___ AVAILABLE RECORDS ___

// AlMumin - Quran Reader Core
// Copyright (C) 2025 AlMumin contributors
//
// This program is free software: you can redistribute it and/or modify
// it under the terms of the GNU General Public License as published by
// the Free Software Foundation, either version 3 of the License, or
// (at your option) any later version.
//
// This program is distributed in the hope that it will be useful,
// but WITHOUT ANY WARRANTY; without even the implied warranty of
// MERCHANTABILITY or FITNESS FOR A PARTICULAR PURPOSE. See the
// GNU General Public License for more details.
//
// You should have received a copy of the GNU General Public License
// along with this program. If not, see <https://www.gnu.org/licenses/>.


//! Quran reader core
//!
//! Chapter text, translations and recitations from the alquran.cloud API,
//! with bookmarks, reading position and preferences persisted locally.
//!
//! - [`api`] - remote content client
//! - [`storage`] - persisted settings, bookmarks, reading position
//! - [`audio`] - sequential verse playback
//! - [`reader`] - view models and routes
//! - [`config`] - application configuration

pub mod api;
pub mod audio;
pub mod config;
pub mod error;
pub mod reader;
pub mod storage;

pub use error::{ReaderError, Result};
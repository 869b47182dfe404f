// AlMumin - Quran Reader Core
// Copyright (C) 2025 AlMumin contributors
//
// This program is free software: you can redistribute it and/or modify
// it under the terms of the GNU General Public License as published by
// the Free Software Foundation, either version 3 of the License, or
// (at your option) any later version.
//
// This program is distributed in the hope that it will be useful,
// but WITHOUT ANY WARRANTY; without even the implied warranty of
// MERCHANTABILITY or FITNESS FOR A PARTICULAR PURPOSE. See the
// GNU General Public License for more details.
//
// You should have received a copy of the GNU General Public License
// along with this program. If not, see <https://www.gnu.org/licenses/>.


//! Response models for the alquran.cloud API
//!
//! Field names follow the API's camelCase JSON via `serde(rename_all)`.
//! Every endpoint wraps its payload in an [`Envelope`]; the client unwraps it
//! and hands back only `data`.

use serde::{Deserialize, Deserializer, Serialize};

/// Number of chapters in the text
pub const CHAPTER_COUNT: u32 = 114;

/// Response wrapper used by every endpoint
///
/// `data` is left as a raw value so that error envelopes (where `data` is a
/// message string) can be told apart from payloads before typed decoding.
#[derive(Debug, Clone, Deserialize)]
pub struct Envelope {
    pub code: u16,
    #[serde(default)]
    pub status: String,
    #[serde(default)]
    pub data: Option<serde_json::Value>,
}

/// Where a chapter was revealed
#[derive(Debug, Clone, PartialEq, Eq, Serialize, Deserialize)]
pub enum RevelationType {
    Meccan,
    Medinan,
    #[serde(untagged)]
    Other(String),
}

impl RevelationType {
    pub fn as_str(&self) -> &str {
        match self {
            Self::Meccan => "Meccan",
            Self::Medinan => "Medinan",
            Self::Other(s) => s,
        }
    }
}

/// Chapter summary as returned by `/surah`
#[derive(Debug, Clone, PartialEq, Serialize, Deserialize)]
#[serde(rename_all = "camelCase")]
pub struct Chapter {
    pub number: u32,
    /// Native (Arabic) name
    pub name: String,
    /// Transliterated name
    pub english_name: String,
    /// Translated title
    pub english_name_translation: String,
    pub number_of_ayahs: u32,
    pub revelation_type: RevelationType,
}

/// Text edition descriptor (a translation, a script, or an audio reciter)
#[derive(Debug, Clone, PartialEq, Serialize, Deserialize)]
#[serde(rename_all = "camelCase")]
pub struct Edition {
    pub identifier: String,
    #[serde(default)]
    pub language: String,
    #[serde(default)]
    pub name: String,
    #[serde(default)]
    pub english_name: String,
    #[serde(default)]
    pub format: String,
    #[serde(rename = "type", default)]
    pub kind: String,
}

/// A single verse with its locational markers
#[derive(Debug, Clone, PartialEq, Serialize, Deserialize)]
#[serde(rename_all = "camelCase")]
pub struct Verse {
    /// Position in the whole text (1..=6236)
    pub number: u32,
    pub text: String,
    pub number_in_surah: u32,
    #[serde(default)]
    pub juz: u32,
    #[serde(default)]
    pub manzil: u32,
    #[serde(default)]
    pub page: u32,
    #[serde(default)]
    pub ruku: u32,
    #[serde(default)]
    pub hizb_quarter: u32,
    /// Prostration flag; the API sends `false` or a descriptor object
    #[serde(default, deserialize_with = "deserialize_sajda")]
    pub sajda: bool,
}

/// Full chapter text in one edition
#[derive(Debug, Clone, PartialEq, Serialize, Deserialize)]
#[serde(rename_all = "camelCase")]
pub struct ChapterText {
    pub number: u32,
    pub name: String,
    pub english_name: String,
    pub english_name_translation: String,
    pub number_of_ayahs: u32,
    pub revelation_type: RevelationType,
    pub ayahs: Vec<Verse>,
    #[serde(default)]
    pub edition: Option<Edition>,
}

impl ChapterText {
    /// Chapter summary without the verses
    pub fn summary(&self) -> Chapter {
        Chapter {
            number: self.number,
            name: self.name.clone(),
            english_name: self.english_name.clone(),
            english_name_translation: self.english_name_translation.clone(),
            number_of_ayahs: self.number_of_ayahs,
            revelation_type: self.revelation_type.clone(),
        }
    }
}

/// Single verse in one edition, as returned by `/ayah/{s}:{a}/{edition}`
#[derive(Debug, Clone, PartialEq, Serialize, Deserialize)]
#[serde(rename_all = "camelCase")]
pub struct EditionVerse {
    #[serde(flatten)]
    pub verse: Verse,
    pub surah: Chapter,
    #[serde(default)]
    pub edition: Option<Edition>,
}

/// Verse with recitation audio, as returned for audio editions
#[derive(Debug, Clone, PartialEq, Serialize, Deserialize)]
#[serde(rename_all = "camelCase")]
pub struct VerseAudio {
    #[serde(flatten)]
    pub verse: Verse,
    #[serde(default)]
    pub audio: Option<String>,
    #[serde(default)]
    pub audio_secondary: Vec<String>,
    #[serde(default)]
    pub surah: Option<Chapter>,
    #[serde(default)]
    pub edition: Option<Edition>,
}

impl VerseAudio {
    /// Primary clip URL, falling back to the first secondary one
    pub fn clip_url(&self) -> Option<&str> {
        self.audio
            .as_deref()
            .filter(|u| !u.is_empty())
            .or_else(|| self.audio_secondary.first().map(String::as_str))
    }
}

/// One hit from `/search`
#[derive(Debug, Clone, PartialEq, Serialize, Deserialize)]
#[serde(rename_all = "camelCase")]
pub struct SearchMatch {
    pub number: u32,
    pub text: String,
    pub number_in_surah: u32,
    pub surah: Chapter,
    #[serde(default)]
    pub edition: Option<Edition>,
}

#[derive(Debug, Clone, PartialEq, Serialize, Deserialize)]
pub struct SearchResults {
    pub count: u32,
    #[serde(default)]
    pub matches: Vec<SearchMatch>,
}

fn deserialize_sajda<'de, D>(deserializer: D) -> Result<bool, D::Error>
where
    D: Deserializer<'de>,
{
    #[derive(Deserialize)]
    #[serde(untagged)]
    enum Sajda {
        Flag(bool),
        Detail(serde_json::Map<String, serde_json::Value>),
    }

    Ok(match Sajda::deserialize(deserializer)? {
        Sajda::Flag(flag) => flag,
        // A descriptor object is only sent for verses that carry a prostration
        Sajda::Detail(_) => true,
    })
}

___
___ AVAILABLE RECORDS ___

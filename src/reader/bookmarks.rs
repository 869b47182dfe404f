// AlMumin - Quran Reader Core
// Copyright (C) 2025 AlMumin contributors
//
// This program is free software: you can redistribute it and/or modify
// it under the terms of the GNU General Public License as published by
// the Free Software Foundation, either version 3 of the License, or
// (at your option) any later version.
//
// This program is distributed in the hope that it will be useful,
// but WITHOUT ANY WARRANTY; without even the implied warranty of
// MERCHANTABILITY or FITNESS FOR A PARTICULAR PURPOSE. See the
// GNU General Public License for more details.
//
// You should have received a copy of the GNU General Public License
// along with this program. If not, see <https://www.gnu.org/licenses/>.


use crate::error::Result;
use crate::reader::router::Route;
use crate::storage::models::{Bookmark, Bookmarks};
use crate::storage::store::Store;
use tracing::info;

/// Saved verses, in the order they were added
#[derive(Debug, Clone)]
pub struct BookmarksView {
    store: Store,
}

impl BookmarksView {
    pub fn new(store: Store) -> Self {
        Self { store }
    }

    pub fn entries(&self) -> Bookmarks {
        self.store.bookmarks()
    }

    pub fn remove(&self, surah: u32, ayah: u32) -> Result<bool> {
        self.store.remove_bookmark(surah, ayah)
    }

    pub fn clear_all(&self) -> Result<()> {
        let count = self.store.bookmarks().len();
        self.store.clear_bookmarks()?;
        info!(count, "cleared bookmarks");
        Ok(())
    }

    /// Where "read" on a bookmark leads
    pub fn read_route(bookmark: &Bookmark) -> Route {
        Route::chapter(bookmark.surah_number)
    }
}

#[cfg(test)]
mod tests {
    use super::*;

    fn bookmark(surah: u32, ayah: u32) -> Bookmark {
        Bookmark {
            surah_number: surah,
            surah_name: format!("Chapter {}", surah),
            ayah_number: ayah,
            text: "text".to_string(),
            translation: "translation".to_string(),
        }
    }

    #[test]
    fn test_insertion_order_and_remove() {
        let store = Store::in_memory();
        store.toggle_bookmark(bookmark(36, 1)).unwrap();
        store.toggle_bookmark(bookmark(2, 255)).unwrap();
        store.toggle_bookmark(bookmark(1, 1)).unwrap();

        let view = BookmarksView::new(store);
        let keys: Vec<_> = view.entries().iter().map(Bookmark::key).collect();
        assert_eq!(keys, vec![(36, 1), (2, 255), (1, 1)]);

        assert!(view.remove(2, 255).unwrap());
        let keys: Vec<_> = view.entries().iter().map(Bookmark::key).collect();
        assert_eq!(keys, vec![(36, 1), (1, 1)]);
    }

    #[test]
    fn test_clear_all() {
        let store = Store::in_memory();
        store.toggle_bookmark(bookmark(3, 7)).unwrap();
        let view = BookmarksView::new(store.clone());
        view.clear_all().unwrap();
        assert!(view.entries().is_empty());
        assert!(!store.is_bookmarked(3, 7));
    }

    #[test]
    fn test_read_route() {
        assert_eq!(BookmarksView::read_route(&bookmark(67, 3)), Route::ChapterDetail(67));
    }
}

___

▶ WHAT TO PRODUCE
Each line above that contains the word "only" should be returned.

▶ WRITTEN ANSWER
//! and hands back only `data`.
        // A descriptor object is only sent for verses that carry a prostration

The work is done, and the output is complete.